I have never met you (I work at Coyne at the main campus) and have only met your mom a couple of times. I read this blog almost every day and you are an inspiration to me. I keep my family up to date on the daily developments and your mom and you are in our daily prayers.

I had a friend who had a severe brain injury along with a broken neck and back about seven years ago. I witnessed his long road back and every step of the way the doctors told us what he would never do again. Each step of the way he proved them wrong. It took about a year but he is completely back with us. Anyone who meets him would never know he had been as bad off as he was and your mom is recovering at a faster rate (by far) than he did.

Definitely look at this step as a step closer to bringing her home. Although you don't know me, I have a car and I care so I would volunteer to drive you to and from the nursing home once a week. I have a lot going on or I would love to do more but if everyone chips in a little - you will be OK. My heart goes out to you and as a mom, I would be so proud of my son if I was in the same situation and he treated me as you do your mom.
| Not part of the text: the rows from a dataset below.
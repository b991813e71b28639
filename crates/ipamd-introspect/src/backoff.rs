// SPDX-License-Identifier: Apache-2.0 OR MIT
// Copyright (c) 2025-2026 naskel.com

//! Exponential backoff with jitter for the introspection listen loop.
//!
//! There is no retry limit: the listener keeps retrying for as long as the
//! daemon runs, so the policy only decides how long to wait.

use serde::{Deserialize, Serialize};
use std::time::Duration;

use crate::error::ConfigError;

/// Configuration for retry backoff.
#[derive(Debug, Clone, Copy, PartialEq, Serialize, Deserialize)]
pub struct BackoffConfig {
    /// Delay before the first retry (ms).
    #[serde(default = "default_min_ms")]
    pub min_ms: u64,
    /// Maximum delay cap (ms).
    #[serde(default = "default_max_ms")]
    pub max_ms: u64,
    /// Growth factor applied after every failure.
    #[serde(default = "default_multiplier")]
    pub multiplier: f64,
    /// Jitter fraction (0.0 - 1.0) applied symmetrically around the interval.
    #[serde(default = "default_jitter")]
    pub jitter: f64,
}

fn default_min_ms() -> u64 {
    1_000
}

fn default_max_ms() -> u64 {
    60_000
}

fn default_multiplier() -> f64 {
    2.0
}

fn default_jitter() -> f64 {
    0.2
}

impl Default for BackoffConfig {
    fn default() -> Self {
        Self {
            min_ms: default_min_ms(),
            max_ms: default_max_ms(),
            multiplier: default_multiplier(),
            jitter: default_jitter(),
        }
    }
}

impl BackoffConfig {
    /// Create with custom minimum and maximum delays.
    pub fn new(min: Duration, max: Duration) -> Self {
        Self {
            min_ms: saturating_millis(min),
            max_ms: saturating_millis(max),
            ..Default::default()
        }
    }

    /// Set the growth multiplier.
    pub fn with_multiplier(mut self, multiplier: f64) -> Self {
        self.multiplier = multiplier;
        self
    }

    /// Set jitter fraction.
    pub fn with_jitter(mut self, jitter: f64) -> Self {
        self.jitter = jitter.clamp(0.0, 1.0);
        self
    }

    pub fn min_delay(&self) -> Duration {
        Duration::from_millis(self.min_ms)
    }

    pub fn max_delay(&self) -> Duration {
        Duration::from_millis(self.max_ms)
    }

    /// Validate configuration.
    pub fn validate(&self) -> Result<(), ConfigError> {
        if self.min_ms == 0 {
            return Err(ConfigError::InvalidValue("backoff min_ms cannot be 0".into()));
        }
        if self.max_ms < self.min_ms {
            return Err(ConfigError::InvalidValue(
                "backoff max_ms must be >= min_ms".into(),
            ));
        }
        if self.multiplier.is_nan() || self.multiplier < 1.0 {
            return Err(ConfigError::InvalidValue(
                "backoff multiplier must be >= 1.0".into(),
            ));
        }
        if !(0.0..=1.0).contains(&self.jitter) {
            return Err(ConfigError::InvalidValue(
                "backoff jitter must be within 0.0..=1.0".into(),
            ));
        }
        Ok(())
    }
}

fn saturating_millis(d: Duration) -> u64 {
    u64::try_from(d.as_millis()).unwrap_or(u64::MAX)
}

/// Backoff state for one retry episode.
///
/// `current` always stays within `[min_ms, max_ms]`.
#[derive(Debug, Clone)]
pub struct Backoff {
    config: BackoffConfig,
    current_ms: u64,
}

impl Backoff {
    pub fn new(config: BackoffConfig) -> Self {
        Self {
            current_ms: config.min_ms,
            config,
        }
    }

    /// Interval the next delay is computed from, before jitter.
    pub fn current(&self) -> Duration {
        Duration::from_millis(self.current_ms)
    }

    /// Delay to wait before the next attempt.
    ///
    /// Returns the current interval perturbed by up to `± jitter × interval`
    /// and advances the interval to `min(max, interval × multiplier)`.
    pub fn next_delay(&mut self) -> Duration {
        let base = self.current_ms;
        self.current_ms = self.grow(base);
        Duration::from_millis(self.jittered(base))
    }

    /// Return to the minimum interval.
    pub fn reset(&mut self) {
        self.current_ms = self.config.min_ms;
    }

    fn grow(&self, interval_ms: u64) -> u64 {
        let next = interval_ms as f64 * self.config.multiplier;
        (next.min(self.config.max_ms as f64) as u64).max(self.config.min_ms)
    }

    fn jittered(&self, interval_ms: u64) -> u64 {
        let spread = interval_ms as f64 * self.config.jitter;
        if spread < 1.0 {
            return interval_ms;
        }
        let offset = (fastrand::f64() * 2.0 - 1.0) * spread;
        ((interval_ms as f64 + offset).round() as u64)
            .min(self.config.max_ms)
            .max(self.config.min_ms)
    }
}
You are doing a great job, you are strong and a great writer. I actually think you should turn this journal into a book when the happy ending comes - and it's coming.

Ericka Smith
773-516-1434
Amanda-
Your Mom has been doing so well!
I know your visit last night with her was hard. You have been putting a lot of thought into this decision and you are doing what is best for your Mom. Also, you have to remember it is only temporary. Your Mom loves you with all of her heart and even though it will be hard for her to not come home right away, she will be home soon enough! Just remember we are here for you always. We love you and your Mom:) Kari's quote was perfect and I could not agree more.